Wright also said the currency was still feeling the effects of comments made last week by Finance Minister Jim Flaherty, who said the nation's economic recovery could be hurt by the rapid rise in the Canadian dollar and that steps could be taken to slow that rise. [ID:nN04143584]
The Canadian dollar closed at C$1.1015 to the U.S. dollar, or 90.79 U.S. cents, down from C$1.0887 to the U.S. dollar, or 91.85 U.S. cents, at Monday's close.
The currency remains a comfortable 18.6 percent above the four-year low it hit on March 9, but its latest pullback has also left it 3.5 percent below the 10-month high it reached last week, before its latest retreat.
"There has been no fundamental change or shift in the way the world views the Canadian economy or the Canadian dollar," said Jack Spitz, managing director of foreign exchange at National Bank Financial. "I think it's just simply a technical retracement and a pullback of risk ahead of a fairly large slate of data."
Traders are awaiting Wednesday's policy statement from the U.S. Federal Reserve and speculated whether upcoming data would offer further evidence of an economic recovery.
BOND PRICES RALLY
Canadian bond prices ended higher across the curve for the second straight session, given a combination of soft equities and solid demand for a U.S. bond auction that influenced trade in Canada as well.
A huge bid by foreign investors galvanized demand at the record three-year U.S. Treasury note auction, which also helped to alleviate concerns about waning appetite for U.S. government debt as the economy starts to recover. [ID:nN11495130]
Domestic bonds could get some home-grown direction when the June merchandise trade figures are released on Wednesday. That will be followed by Friday's June manufacturing sales data.

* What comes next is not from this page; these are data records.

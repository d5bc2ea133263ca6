mod common;

use chord_dht::Key;

use common::{connect, fill_fingers, spaced_id, spaced_nodes, Registry};

/// Returns a resource key whose hash falls in `(lo, hi]`.
fn key_in(lo: &Key, hi: &Key, tag: &str) -> String {
    (0..)
        .map(|i| format!("{}-{}", tag, i))
        .find(|key| Key::hash(key.as_bytes()).between_inclusive_end(lo, hi))
        .unwrap()
}

#[test]
fn test_predecessor_failure_replicates_once() {
    let registry = Registry::new();
    let nodes = spaced_nodes(&registry, 4, 2);
    connect(&nodes);

    // nodes[0] owns "f1": its hash falls between the predecessor and the node
    let (owner, predecessor, successor) = (&nodes[0], &nodes[3], &nodes[1]);
    assert!(Key::hash(b"f1").between_inclusive_end(&predecessor.id(), &owner.id()));
    owner.insert_entry("f1", owner.id());
    registry.fail(&predecessor.node_data());

    owner.check_predecessor();
    assert_eq!(owner.predecessor(), None);
    assert_eq!(owner.network().replications("f1"), vec![successor.node_data().addr]);
    assert_eq!(successor.entry("f1"), Some(owner.id()));

    owner.check_predecessor();
    assert_eq!(owner.network().replications("f1").len(), 1);
}

#[test]
fn test_live_predecessor_replicates_nothing() {
    let registry = Registry::new();
    let nodes = spaced_nodes(&registry, 4, 2);
    connect(&nodes);

    nodes[2].insert_entry("f1", Key::rand());
    nodes[2].check_predecessor();

    assert_eq!(nodes[2].predecessor(), Some(nodes[1].node_data()));
    assert!(nodes[2].network().replications("f1").is_empty());
}

#[test]
fn test_predecessor_failure_when_alone_replicates_nothing() {
    let registry = Registry::new();
    let node = registry.add_node(spaced_id(8), 2);
    let predecessor = registry.add_node(spaced_id(4), 2);
    node.set_predecessor(Some(predecessor.node_data()));
    node.insert_entry("f1", Key::rand());

    registry.fail(&predecessor.node_data());
    node.check_predecessor();

    assert_eq!(node.predecessor(), None);
    assert!(node.network().calls().iter().all(|(addr, _)| *addr == predecessor.node_data().addr));
}

#[test]
fn test_notify_hands_over_entries_and_backs_up() {
    let registry = Registry::new();
    let predecessor = registry.add_node(spaced_id(0), 1);
    let candidate = registry.add_node(spaced_id(4), 1);
    let node = registry.add_node(spaced_id(8), 1);
    let successor = registry.add_node(spaced_id(12), 1);

    node.set_predecessor(Some(predecessor.node_data()));
    node.set_successor(successor.node_data());
    candidate.set_successor(node.node_data());

    let handed = key_in(&spaced_id(0), &spaced_id(4), "handed");
    let kept = key_in(&spaced_id(4), &spaced_id(8), "kept");
    node.insert_entry(&handed, predecessor.id());
    node.insert_entry(&kept, successor.id());

    candidate.notify();

    assert_eq!(node.predecessor(), Some(candidate.node_data()));
    assert_eq!(candidate.entry(&handed), Some(predecessor.id()));
    assert_eq!(candidate.entry(&kept), None);
    assert_eq!(successor.entry(&kept), Some(successor.id()));
    assert_eq!(successor.entry(&handed), None);
    assert_eq!(node.network().replications(&handed), vec![candidate.node_data().addr]);
    assert_eq!(node.network().replications(&kept), vec![successor.node_data().addr]);

    // the node keeps its copy of the handed over entry as a replica
    assert_eq!(node.entry(&handed), Some(predecessor.id()));
}

#[test]
fn test_first_notify_hands_over_everything_outside_own_arc() {
    let registry = Registry::new();
    let candidate = registry.add_node(spaced_id(4), 1);
    let node = registry.add_node(spaced_id(8), 1);
    candidate.set_successor(node.node_data());

    let before = key_in(&spaced_id(0), &spaced_id(4), "before");
    let after = key_in(&spaced_id(8), &spaced_id(0), "after");
    let own = key_in(&spaced_id(4), &spaced_id(8), "own");
    for key in &[&before, &after, &own] {
        node.insert_entry(key, node.id());
    }

    candidate.notify();

    assert_eq!(node.predecessor(), Some(candidate.node_data()));
    assert_eq!(candidate.entry(&before), Some(node.id()));
    assert_eq!(candidate.entry(&after), Some(node.id()));
    assert_eq!(candidate.entry(&own), None);
    // alone on the ring, so no backups are pushed
    assert!(node.network().replications(&own).is_empty());
}

#[test]
fn test_rejected_notify_moves_nothing() {
    let registry = Registry::new();
    let node = registry.add_node(spaced_id(8), 1);
    let predecessor = registry.add_node(spaced_id(6), 1);
    let outside = registry.add_node(spaced_id(4), 1);
    node.set_predecessor(Some(predecessor.node_data()));
    outside.set_successor(node.node_data());

    let key = key_in(&spaced_id(0), &spaced_id(4), "outside");
    node.insert_entry(&key, node.id());
    outside.notify();

    assert_eq!(node.predecessor(), Some(predecessor.node_data()));
    assert_eq!(outside.entry(&key), None);
    assert!(node.network().calls().is_empty());
}

#[test]
fn test_store_and_lookup() {
    let registry = Registry::new();
    let nodes = spaced_nodes(&registry, 8, 2);
    connect(&nodes);
    fill_fingers(&nodes, 0..160);

    let key = "report.pdf";
    let responsible = nodes[3].store(key).unwrap();
    let index = nodes
        .iter()
        .position(|node| node.node_data() == responsible)
        .unwrap();
    assert_eq!(responsible, nodes[0].find_successor(&Key::hash(key.as_bytes())));

    let next = &nodes[(index + 1) % nodes.len()];
    assert_eq!(nodes[index].entry(key), Some(nodes[3].id()));
    assert_eq!(next.entry(key), Some(nodes[3].id()));
    assert_eq!(nodes[index].network().replications(key), vec![next.node_data().addr]);

    for node in &nodes {
        assert_eq!(node.lookup(key).unwrap(), Some(nodes[3].id()));
    }
    assert_eq!(nodes[6].lookup("missing.txt").unwrap(), None);
}

#[test]
fn test_lookup_survives_responsible_failure() {
    let registry = Registry::new();
    let nodes = spaced_nodes(&registry, 8, 2);
    connect(&nodes);
    fill_fingers(&nodes, 0..160);

    let key = "movie.mkv";
    let responsible = nodes[1].store(key).unwrap();
    let index = nodes
        .iter()
        .position(|node| node.node_data() == responsible)
        .unwrap();
    let count = nodes.len();
    let predecessor = &nodes[(index + count - 1) % count];
    let next = &nodes[(index + 1) % count];

    registry.fail(&responsible);
    next.check_predecessor();
    predecessor.stabilize();
    assert_eq!(predecessor.successor(), next.node_data());
    assert_eq!(next.predecessor(), Some(predecessor.node_data()));

    let origin = &nodes[(index + 4) % count];
    assert_eq!(origin.lookup(key).unwrap(), Some(nodes[1].id()));
}

#[test]
fn test_store_rejects_empty_key() {
    let registry = Registry::new();
    let nodes = spaced_nodes(&registry, 4, 1);
    connect(&nodes);

    assert!(nodes[0].store("").is_err());
    assert!(nodes.iter().all(|node| node.snapshot().bucket().is_empty()));
}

Also, Bank of Canada Governor Mark Carney is scheduled to speak to the Canadian Financial Forum in Beijing at 9:20 p.m (0120 GMT). Carney will participate in a press conference scheduled for 1:30 a.m. on Wednesday.
The two-year Canadian bond rose 14 Canadian cents to C$99.31 to yield 1.342 percent, while the 10-year bond rose 45 Canadian cents to C$102.07 to yield 3.498 percent.
The 30-year bond gained 90 Canadian cents to C$116.95 to yield 3.985 percent. In the United States, the 30-year bond yielded 4.437 percent.
Canadian bonds underperformed their U.S. counterparts across most of the curve. The Canadian 30-year bond was about 45.2 basis points below the U.S. 30-year yield, versus about 48.8 basis points below on Monday.